//! Engine configuration that downstream crates can serialize/deserialize.

use serde::{Deserialize, Serialize};

#[derive(Debug, Clone, Serialize, Deserialize)]
pub struct EngineConfig {
    /// Target number of rows per emitted batch. This is the engine's sole
    /// batching/backpressure knob; peak memory scales with it.
    pub block_size: usize,

    /// Execution parallelism across segments. The driver must respect this
    /// when launching segment tasks. `0` means available CPU parallelism.
    pub max_parallel_tasks: usize,

    /// The block cache sweeps expired weak entries every this many accesses
    /// (amortized cleanup rather than per-access).
    pub cache_sweep_interval: usize,
}

impl Default for EngineConfig {
    fn default() -> Self {
        Self {
            block_size: 4096,
            max_parallel_tasks: 0,
            cache_sweep_interval: 256,
        }
    }
}

impl EngineConfig {
    /// Create a config from environment variables, falling back to defaults.
    ///
    /// Environment variables:
    /// - `QUARRY_BLOCK_SIZE`: rows per batch
    /// - `QUARRY_MAX_PARALLEL_TASKS`: segment parallelism (0 = all cores)
    /// - `QUARRY_CACHE_SWEEP_INTERVAL`: cache sweep period in accesses
    pub fn from_env() -> Self {
        let mut cfg = Self::default();

        if let Ok(s) = std::env::var("QUARRY_BLOCK_SIZE") {
            if let Ok(v) = s.parse::<usize>() {
                cfg.block_size = v;
            }
        }

        if let Ok(s) = std::env::var("QUARRY_MAX_PARALLEL_TASKS") {
            if let Ok(v) = s.parse::<usize>() {
                cfg.max_parallel_tasks = v;
            }
        }

        if let Ok(s) = std::env::var("QUARRY_CACHE_SWEEP_INTERVAL") {
            if let Ok(v) = s.parse::<usize>() {
                cfg.cache_sweep_interval = v;
            }
        }

        cfg
    }

    /// Validate tunables that have hard floors.
    pub fn validate(&self) -> crate::error::Result<()> {
        if self.block_size == 0 {
            return Err(crate::error::Error::Config(
                "block_size must be at least 1".to_string(),
            ));
        }
        Ok(())
    }
}

#[cfg(test)]
mod tests {
    use super::*;

    #[test]
    fn defaults_are_valid() {
        let cfg = EngineConfig::default();
        assert!(cfg.validate().is_ok());
        assert!(cfg.block_size > 0);
    }

    #[test]
    fn zero_block_size_rejected() {
        let cfg = EngineConfig {
            block_size: 0,
            ..EngineConfig::default()
        };
        assert!(cfg.validate().is_err());
    }
}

◆ ◆ ◆ ◆ ◆ ◆ ◆

Activity: For the string "impl", filter the data and copy out each line where it occurs.

Response below:
impl Default for EngineConfig {
impl EngineConfig {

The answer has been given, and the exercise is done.